Autore: Dott.ssa Anna Fornaciari

Diversi studi hanno dimostrato come le diete ricche di alimenti fermentati siano spesso associate a una serie di potenziali vantaggi per la salute 

Da secoli gli alimenti fermentati sono parte della nostra dieta. La fermentazione è infatti un metodo antico da sempre usato per conservare i cibi, rendendoli più gustosi, facili da digerire e sicuri. Ogni paese ha le sue tradizioni; in Giappone si fermenta la soia, in Corea e Germania si fermenta il cavolo, ottenendo il Kimchi e i Crauti, in Italia è comune consumare vari alimenti fermentati come yogurt, kefir, olive, giardiniera, cipolline, aceto e pane con pasta madre.
Negli ultimi 150 anni, la fermentazione casalinga è diventata meno comune. Questo è dovuto all’avvento di metodi moderni di conservazione, come refrigerazione, additivi alimentari e pastorizzazione. Sebbene sia importante mangiare cibi ben conservati e sicuri, è altrettanto importante ricordare che i microrganismi negli alimenti fermentati, se prodotti in sicurezza, non sono dannosi, anzi, possono offrire molti benefici per la salute, migliorando la digestione e favorendo il benessere intestinale.

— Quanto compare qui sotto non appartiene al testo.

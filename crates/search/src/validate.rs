//! Minimum term length gate
//!
//! A query is searchable when its free text holds a quoted phrase (any
//! length) or an unquoted term of at least the minimum length, or when it
//! carries filters or a search context. Everything else is reported as an
//! invalid query, never as an error.
//!
//! Lengths are measured on what reaches the index: a term made only of
//! punctuation or index syntax has no searchable content and never counts.

use crate::compiler::sanitize;
use crate::config::QueryConfig;
use crate::query::{Query, QueryToken};
use agora_core::SearchOptions;
use agora_store::tokenize;

/// Outcome of validation
#[derive(Debug, Clone, Copy, PartialEq, Eq)]
pub enum Verdict {
    /// Searchable
    Valid,
    /// Free text present but every unquoted term is too short
    TooShort,
    /// Nothing to search for
    Empty,
}

impl Verdict {
    /// Whether the query may run
    pub fn is_valid(&self) -> bool {
        matches!(self, Verdict::Valid)
    }
}

/// Effective minimum term length
///
/// The per-request override wins; otherwise segmented CJK queries use the
/// CJK minimum and everything else the regular one.
pub fn min_term_length(options: &SearchOptions, config: &QueryConfig, segmented: bool) -> usize {
    options.min_search_term_length.unwrap_or(if segmented {
        config.cjk_min_search_term_length
    } else {
        config.min_search_term_length
    })
}

/// Characters of a token that survive sanitizing and tokenization
fn searchable_len(token: &QueryToken) -> usize {
    let raw = token.phrase_text().unwrap_or(&token.text);
    tokenize(&sanitize(raw))
        .iter()
        .map(|t| t.chars().count())
        .sum()
}

/// Validate a parsed query
pub fn validate(query: &Query, min_length: usize) -> Verdict {
    let has_term = query.terms.iter().any(|t| {
        let len = searchable_len(t);
        len > 0 && (t.quoted || len >= min_length)
    });
    if has_term || query.is_scoped() {
        Verdict::Valid
    } else if query.has_free_text() {
        Verdict::TooShort
    } else {
        Verdict::Empty
    }
}
//! Ranking
//!
//! `final_score = text_score × structural_weight`, where the text score is
//! the index's field-weighted BM25 and the structural weight folds in:
//!
//! ```text
//! priority multiplier (category tier)
//!   × closed penalty      (closed topics)
//!   × archived penalty    (archived topics)
//!   × pinned bonus        (pinned topics, relevance order only)
//! ```
//!
//! An explicit `order:` replaces relevance with a sort on the named field,
//! with `text_score` then entity id as tie-breaks. Context searches without
//! an explicit order follow the container's natural order. Every ordering
//! ends in the entity id, so equal inputs always produce equal output.

use crate::config::RankingConfig;
use crate::query::OrderBy;
use agora_core::{Category, EntityRef, Post, RankedCandidate, SearchContext, Topic};
use std::cmp::Ordering;

/// A post that passed every predicate, with everything ranking needs
#[derive(Debug, Clone)]
pub struct PostCandidate {
    /// The post
    pub post: Post,
    /// Its topic
    pub topic: Topic,
    /// Its topic's category
    pub category: Option<Category>,
    /// Index score (0 for filter-only queries)
    pub text_score: f32,
    /// Structural weight, filled in by the ranker
    pub structural_weight: f32,
}

impl PostCandidate {
    /// Create an unweighted candidate
    pub fn new(post: Post, topic: Topic, category: Option<Category>, text_score: f32) -> Self {
        PostCandidate {
            post,
            topic,
            category,
            text_score,
            structural_weight: 1.0,
        }
    }

    /// Relevance score
    pub fn final_score(&self) -> f32 {
        self.text_score * self.structural_weight
    }

    /// Convert into a result row
    pub fn to_ranked(&self) -> RankedCandidate {
        RankedCandidate::new(
            EntityRef::post(self.post.id),
            self.text_score,
            self.structural_weight,
        )
        .with_position(self.topic.id, self.post.post_number)
    }
}

/// Orders post candidates
pub struct Ranker<'a> {
    config: &'a RankingConfig,
}

impl<'a> Ranker<'a> {
    /// Create a ranker
    pub fn new(config: &'a RankingConfig) -> Self {
        Ranker { config }
    }

    /// Structural weight of a topic
    pub fn structural_weight(
        &self,
        topic: &Topic,
        category: Option<&Category>,
        explicit_order: bool,
    ) -> f32 {
        let mut weight = category.map_or(1.0, |c| {
            self.config.priority_multiplier(c.search_priority)
        });
        if topic.closed {
            weight *= self.config.closed_penalty;
        }
        if topic.archived {
            weight *= self.config.archived_penalty;
        }
        if topic.pinned && !explicit_order {
            weight *= self.config.pinned_bonus;
        }
        weight
    }

    /// Weigh and sort candidates
    pub fn rank(
        &self,
        mut candidates: Vec<PostCandidate>,
        order: Option<OrderBy>,
        context: Option<&SearchContext>,
    ) -> Vec<PostCandidate> {
        for candidate in &mut candidates {
            candidate.structural_weight = self.structural_weight(
                &candidate.topic,
                candidate.category.as_ref(),
                order.is_some(),
            );
        }
        candidates.sort_by(|a, b| compare(a, b, order, context));
        candidates
    }
}

fn compare(
    a: &PostCandidate,
    b: &PostCandidate,
    order: Option<OrderBy>,
    context: Option<&SearchContext>,
) -> Ordering {
    let primary = match (order, context) {
        (Some(order), _) => by_order(a, b, order).then_with(|| by_text(a, b)),
        (None, Some(SearchContext::Topic(_))) => a.post.post_number.cmp(&b.post.post_number),
        (None, Some(SearchContext::Category(_) | SearchContext::Tag(_))) => a
            .topic
            .created_at
            .cmp(&b.topic.created_at)
            .then_with(|| a.topic.id.cmp(&b.topic.id))
            .then_with(|| a.post.post_number.cmp(&b.post.post_number)),
        (None, Some(SearchContext::UserProfile(_))) => b.post.created_at.cmp(&a.post.created_at),
        (None, None) => b
            .final_score()
            .total_cmp(&a.final_score())
            .then_with(|| by_text(a, b)),
    };
    primary.then_with(|| a.post.id.cmp(&b.post.id))
}

fn by_text(a: &PostCandidate, b: &PostCandidate) -> Ordering {
    b.text_score.total_cmp(&a.text_score)
}

fn by_order(a: &PostCandidate, b: &PostCandidate, order: OrderBy) -> Ordering {
    match order {
        OrderBy::Latest => b.post.created_at.cmp(&a.post.created_at),
        OrderBy::Oldest => a.post.created_at.cmp(&b.post.created_at),
        OrderBy::LatestTopic => b.topic.created_at.cmp(&a.topic.created_at),
        OrderBy::OldestTopic => a.topic.created_at.cmp(&b.topic.created_at),
        OrderBy::Views => b.topic.views.cmp(&a.topic.views),
        OrderBy::Likes => b.post.like_count.cmp(&a.post.like_count),
    }
}

/// Sort non-post rows: text score descending, then entity
pub fn sort_by_relevance(rows: &mut [RankedCandidate]) {
    rows.sort_by(|a, b| {
        b.final_score
            .total_cmp(&a.final_score)
            .then_with(|| a.entity_ref.cmp(&b.entity_ref))
    });
}
//! Index query compiler
//!
//! Turns a parsed [`Query`] plus the request's [`VisibilityScope`] into:
//! - a [`TextQuery`] for the full-text index (terms, phrases, fields),
//! - typed [`Predicate`]s evaluated against each candidate post,
//! - an optional [`DirectLookup`] for id and URL searches.
//!
//! Raw text is sanitized here: control characters and index syntax
//! characters become spaces before tokenization, so input can only ever
//! contribute plain terms. Predicates are values, never strings.

use crate::config::QueryConfig;
use crate::query::{
    AuthorRole, Comparison, CountField, DateDirection, Filter, OrderBy, PmScope, Query,
    ScopeFilter, TagMatch, TopicStatusFilter,
};
use crate::visibility::VisibilityScope;
use agora_core::{
    Archetype, BadgeId, CategoryId, NotificationLevel, Post, PostId, SearchContext,
    SearchOptions, SearchPriority, Topic, TopicId, TypeFilter, UserId,
};
use agora_store::{tokenize, Catalog, IndexField, IndexQuery};
use chrono::{DateTime, NaiveDate, Utc};
use serde::Serialize;
use std::collections::BTreeSet;
use tracing::debug;

/// Characters with meaning to index query syntaxes
const SYNTAX_CHARS: &[char] = &[
    '*', '(', ')', '{', '}', '[', ']', '^', '~', ':', '"', '\\', '|', '&', '!',
];

/// Replace control and index syntax characters with spaces
///
/// # Example
///
/// ```
/// use agora_search::compiler::sanitize;
///
/// assert_eq!(sanitize("a*(b)|c"), "a  b  c");
/// ```
pub fn sanitize(text: &str) -> String {
    text.chars()
        .map(|c| {
            if c.is_control() || SYNTAX_CHARS.contains(&c) {
                ' '
            } else {
                c
            }
        })
        .collect()
}

// ============================================================================
// Compiled forms
// ============================================================================

/// Free-text part of a compiled query
#[derive(Debug, Clone, Default, PartialEq)]
pub struct TextQuery {
    /// Required terms, matched exactly or as prefix
    pub terms: Vec<String>,
    /// Required phrases, contiguous within one field
    pub phrases: Vec<Vec<String>>,
    /// Terms match as prefixes
    pub prefix: bool,
    /// Fields searched (empty = all)
    pub fields: Vec<IndexField>,
}
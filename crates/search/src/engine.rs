//! Search orchestrator
//!
//! ```text
//! term + SearchOptions
//!      │
//!      ▼
//! ┌──────────────────────────────────────────────┐
//! │                SearchEngine                  │
//! │  cache? ─▶ scope ─▶ parse ─▶ authorize        │
//! │        ─▶ compile ─▶ direct lookup?           │
//! │        ─▶ validate                            │
//! │                                               │
//! │  ┌─────────────────────────────────────────┐  │
//! │  │      Search each kind (rayon)           │  │
//! │  │  ┌─────┐ ┌────┐ ┌────────┐ ┌───┐ ┌─────┐│  │
//! │  │  │Posts│ │User│ │Category│ │Tag│ │Group││  │
//! │  │  └──┬──┘ └─┬──┘ └───┬────┘ └─┬─┘ └──┬──┘│  │
//! │  └─────┼──────┼────────┼────────┼──────┼───┘  │
//! │        └──────┴────────┴────────┴──────┘      │
//! │                     │                         │
//! │            paginate + blurbs                  │
//! └─────────────────────┼─────────────────────────┘
//!                       ▼
//!                   ResultSet
//! ```
//!
//! The engine holds only `Arc` handles and configuration. Every execution
//! builds its own query, scope and result set; the anonymous cache is the
//! only state shared between requests.

use crate::blurb::blurb;
use crate::cache::{CacheKey, ResultCache};
use crate::compiler::{compile, CompiledQuery};
use crate::config::{SearchConfig, CONFIG_FILE_NAME};
use crate::query::{ExtractContext, Query};
use crate::searchers::{
    CategorySearcher, GroupSearcher, PostSearcher, SearchRequest, SearchResponse, Searchable,
    TagSearcher, UserSearcher,
};
use crate::validate::{min_term_length, validate};
use crate::visibility::{Guardian, ScopedLookup, VisibilityScope};
use agora_core::{EntityKind, Result, ResultSet, SearchError, SearchOptions, SearchStats};
use agora_store::{contains_cjk, Catalog, FullTextIndex, Indexer};
use chrono::Utc;
use rayon::prelude::*;
use std::path::Path;
use std::sync::Arc;
use std::time::Instant;
use tracing::{debug, info, warn};

// ============================================================================
// SearchEngine
// ============================================================================

/// Executes search requests against a catalog and its index
pub struct SearchEngine {
    catalog: Arc<Catalog>,
    index: Arc<dyn FullTextIndex>,
    config: SearchConfig,
    cache: Option<ResultCache>,
    posts: PostSearcher,
    users: UserSearcher,
    categories: CategorySearcher,
    tags: TagSearcher,
    groups: GroupSearcher,
}

impl SearchEngine {
    /// Create an engine
    pub fn new(catalog: Arc<Catalog>, index: Arc<dyn FullTextIndex>, config: SearchConfig) -> Self {
        let params = config.ranking.bm25_params();
        SearchEngine {
            posts: PostSearcher::new(catalog.clone(), index.clone(), config.ranking.clone()),
            users: UserSearcher::new(catalog.clone(), index.clone(), params),
            categories: CategorySearcher::new(index.clone(), params),
            tags: TagSearcher::new(catalog.clone(), index.clone(), params),
            groups: GroupSearcher::new(catalog.clone(), index.clone(), params),
            cache: config.execution.cache_ttl().map(ResultCache::new),
            catalog,
            index,
            config,
        }
    }

    /// Create an engine configured from `search.toml` in `dir`
    ///
    /// A commented default file is written first if none exists.
    ///
    /// # Errors
    ///
    /// Returns `InvalidConfig` if the file cannot be written, read or
    /// validated.
    pub fn open(
        catalog: Arc<Catalog>,
        index: Arc<dyn FullTextIndex>,
        dir: &Path,
    ) -> Result<Self> {
        let path = dir.join(CONFIG_FILE_NAME);
        SearchConfig::write_default_if_missing(&path)?;
        let config = SearchConfig::from_file(&path)?;
        info!(path = %path.display(), "search config loaded");
        Ok(Self::new(catalog, index, config))
    }

    /// Active configuration
    pub fn config(&self) -> &SearchConfig {
        &self.config
    }

    /// The catalog searched
    pub fn catalog(&self) -> &Arc<Catalog> {
        &self.catalog
    }

    /// An indexer writing into this engine's index
    pub fn indexer(&self) -> Indexer {
        Indexer::new(self.catalog.clone(), self.index.clone())
    }

    /// Drop every cached result
    pub fn clear_cache(&self) {
        if let Some(cache) = &self.cache {
            cache.clear();
        }
    }

    // ========================================================================
    // Execution
    // ========================================================================

    /// Run a search
    ///
    /// # Flow
    ///
    /// 1. Serve anonymous requests from the cache when possible
    /// 2. Resolve the identity's visibility scope
    /// 3. Parse the term, resolving filter values through the scope
    /// 4. Authorize private-message and staff-only requests
    /// 5. Compile; answer id and URL searches directly
    /// 6. Validate (an invalid query is an empty, flagged result)
    /// 7. Search each kind in parallel and paginate
    ///
    /// # Errors
    ///
    /// - `AccessDenied` for private-message scopes the identity may not see
    /// - `IndexUnavailable` once every retry attempt failed
    /// - `Timeout` when the wall-time budget is exceeded
    pub fn execute(&self, term: &str, options: &SearchOptions) -> Result<ResultSet> {
        let start = Instant::now();
        let page = options.effective_page().min(self.config.query.max_page);
        let page_size = self.page_size(options);

        let cache_key = match &self.cache {
            Some(_) if options.identity.is_anonymous() && !options.skip_cache => Some(
                CacheKey::new(term, options, self.catalog.version(), self.index.version()),
            ),
            _ => None,
        };
        if let (Some(cache), Some(key)) = (&self.cache, &cache_key) {
            if let Some(mut cached) = cache.get(key) {
                debug!(term, "served from cache");
                cached.stats.cached = true;
                return Ok(cached);
            }
        }

        let guardian = Guardian::new(&self.catalog, options.identity);
        let base = guardian.scope();
        let segment = options.cjk_segmentation.unwrap_or(
            self.config.query.cjk_segmentation && (options.locale.is_cjk() || contains_cjk(term)),
        );
        let ctx = ExtractContext {
            identity: options.identity,
            is_staff: base.is_staff,
            today: Utc::now().date_naive(),
        };
        let query = {
            let lookup = ScopedLookup::new(&self.catalog, &base);
            Query::parse(
                term,
                options.locale,
                options.type_filter,
                options.search_context.clone(),
                segment,
                &lookup,
                &ctx,
            )
        };
        let scope = guardian.authorize(base, options, &query.filters)?;
        let compiled = compile(&query, &scope, &self.catalog, &self.config.query, options);

        let kinds = self.kinds(options);
        let mut results = ResultSet::empty(query.clean_term.clone(), options.type_filter, page, page_size);

        if let Some(direct) = compiled.direct.filter(|_| kinds.contains(&EntityKind::Post)) {
            debug!(?direct, "direct lookup");
            results.posts = self.posts.lookup(direct, &scope);
        } else {
            let verdict = validate(&query, min_term_length(options, &self.config.query, query.segmented));
            if !verdict.is_valid() {
                debug!(term, ?verdict, "invalid query");
                return Ok(ResultSet::invalid(options.type_filter, page, page_size));
            }
            self.search_kinds(&query, &compiled, &scope, options, &kinds, page, &mut results)?;
        }

        self.check_budget(start)?;
        if options.include_blurbs {
            self.attach_blurbs(&compiled, &mut results);
        }
        results.stats.elapsed_micros = start.elapsed().as_micros() as u64;
        debug!(
            term,
            posts = results.posts.len(),
            elapsed_micros = results.stats.elapsed_micros,
            "search executed"
        );

        if let (Some(cache), Some(key)) = (&self.cache, cache_key) {
            cache.insert(key, results.clone());
        }
        Ok(results)
    }

    /// Run every searcher and paginate their rows into `results`
    #[allow(clippy::too_many_arguments)]
    fn search_kinds(
        &self,
        query: &Query,
        compiled: &CompiledQuery,
        scope: &VisibilityScope,
        options: &SearchOptions,
        kinds: &[EntityKind],
        page: u32,
        results: &mut ResultSet,
    ) -> Result<()> {
        let header = self.is_header(options);
        let page_size = results.per_page;
        let offset = if header {
            0
        } else {
            (page as usize - 1) * page_size
        };
        let limit = offset + page_size + 1;
        let group_by_topic = options.search_context.is_none();

        let outcomes: Vec<(EntityKind, Result<SearchResponse>)> = kinds
            .par_iter()
            .map(|&kind| {
                let req = SearchRequest {
                    query,
                    compiled,
                    scope,
                    limit,
                    group_by_topic,
                };
                let searcher = self.searcher(kind);
                (kind, self.with_retry(kind, || searcher.search(&req)))
            })
            .collect();

        let mut stats = SearchStats::default();
        let dominant = options.type_filter.dominant_kind();
        for (kind, outcome) in outcomes {
            let response = outcome?;
            stats.add_kind_candidates(kind, response.candidates_considered);

            let more = response.hits.len() > offset + page_size;
            *results.hits_mut(kind) = response
                .hits
                .into_iter()
                .skip(offset)
                .take(page_size)
                .collect();
            results.set_more(kind, more);
            if kind == dominant {
                results.more_full_page_results = more;
            }
        }
        results.stats = stats;
        Ok(())
    }

    // ========================================================================
    // Helpers
    // ========================================================================

    fn is_header(&self, options: &SearchOptions) -> bool {
        options.type_filter.is_header() && options.search_context.is_none()
    }

    fn page_size(&self, options: &SearchOptions) -> usize {
        if self.is_header(options) {
            self.config.query.per_facet
        } else {
            self.config.query.per_page
        }
    }

    /// Kinds searched for a request; context searches are post-only
    fn kinds(&self, options: &SearchOptions) -> Vec<EntityKind> {
        if options.search_context.is_some() {
            vec![EntityKind::Post]
        } else {
            options.type_filter.kinds().to_vec()
        }
    }

    fn searcher(&self, kind: EntityKind) -> &dyn Searchable {
        match kind {
            EntityKind::Post | EntityKind::Topic => &self.posts,
            EntityKind::User => &self.users,
            EntityKind::Category => &self.categories,
            EntityKind::Tag => &self.tags,
            EntityKind::Group => &self.groups,
        }
    }

    /// Retry retriable failures up to the configured attempt count
    fn with_retry<T>(&self, kind: EntityKind, mut op: impl FnMut() -> Result<T>) -> Result<T> {
        let attempts = self.config.execution.index_retry_attempts.max(1);
        let mut attempt = 1;
        loop {
            match op() {
                Err(e) if e.is_retriable() && attempt < attempts => {
                    warn!(?kind, attempt, error = %e, "index query failed, retrying");
                    attempt += 1;
                }
                other => return other,
            }
        }
    }

    fn check_budget(&self, start: Instant) -> Result<()> {
        let Some(budget) = self.config.execution.max_wall_time() else {
            return Ok(());
        };
        let elapsed = start.elapsed();
        if elapsed > budget {
            warn!(elapsed_ms = elapsed.as_millis() as u64, "search over budget");
            return Err(SearchError::Timeout {
                elapsed_ms: elapsed.as_millis() as u64,
                budget_ms: budget.as_millis() as u64,
            });
        }
        Ok(())
    }

    fn attach_blurbs(&self, compiled: &CompiledQuery, results: &mut ResultSet) {
        let terms = compiled.text.highlight_terms();
        for hit in &mut results.posts {
            if let Some(post) = hit.entity_ref.as_post().and_then(|id| self.catalog.post(id)) {
                hit.blurb = Some(blurb(&post.raw, &terms, self.config.query.blurb_length));
            }
        }
    }
}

Che cos’è la fermentazione

Si tratta di un processo biologico in cui microorganismi, come batteri, lieviti e funghi, metabolizzano i carboidrati presenti negli alimenti, producendo composti secondari come acidi organici, gas e altre molecole. La fermentazione non solo permette di preservare i cibi, ma li arricchisce e li trasforma sotto vari aspetti: sapore, consistenza, proprietà nutrizionali e digeribilità.

Sapore e consistenza

Dopo la fermentazione, il sapore degli alimenti diventa più complesso e tende a intensificarsi. Ogni alimento fermentato ha i suoi aromi e sapori caratteristici, in generale però possono presentarsi note acidule rinfrescanti ma anche pungenti, aromi complessi con note fruttate, speziate o terrose. Allo stesso tempo è comune ritrovare sapori come l’umami, che aggiunge sapidità e note dolci che possono bilanciare l’acidità. Gli alimenti fermentati sviluppano consistenze molto diverse in base all’alimento in origine: lo yogurt e il kefir risultano più cremosi e densi del latte di partenza, i vegetali nella giardiniera o il cavolo acquisiscono una consistenza croccante ma morbida grazie alla fermentazione lattica. La fermentazione può anche trasformare la consistenza dei cereali e delle leguminose, rendendoli più soffici e facilmente masticabili.

Le proprietà nutrizionali

La fermentazione cambia il profilo nutrizionale degli alimenti; può aumentare il contenuto di alcune vitamine e nutrienti, può migliorare la biodisponibilità dei minerali come ferro, calcio e zinco. Inoltre i microrganismi producono composti bioattivi come acidi organici, enzimi, peptidi bioattivi e prebiotici, tutte sostanze con potenziali effetti benefici sulla salute.

Digeribilità

La fermentazione agisce come una pre-digestione; i microrganismi scompongono i componenti complessi degli alimenti in forme più semplici e facilmente digeribili. Per esempio, nei prodotti fermentati derivati dal latte, come yogurt, kefir e alcuni formaggi freschi, i batteri lattici scompongono il lattosio, rendendo questi prodotti più utilizzabili dalle persone intolleranti al lattosio. La fermentazione aiuta anche la riduzione delle sostanze anti-nutrienti, composti naturalmente presenti in alcuni vegetali che possono interferire con l’assorbimento dei minerali. Ad esempio, la fermentazione del pane e dei legumi aiuta a ridurre il loro contenuto di fitati (anti-nutrienti), migliorando l’assorbimento dei minerali presenti nei cereali e nei legumi. Infine, gli alimenti fermentati sono ricchi di enzimi (lipasi e proteasi), prodotti dai microrganismi durante la fermentazione, questi sono ottimi alleati per il benessere intestinale e digestivo.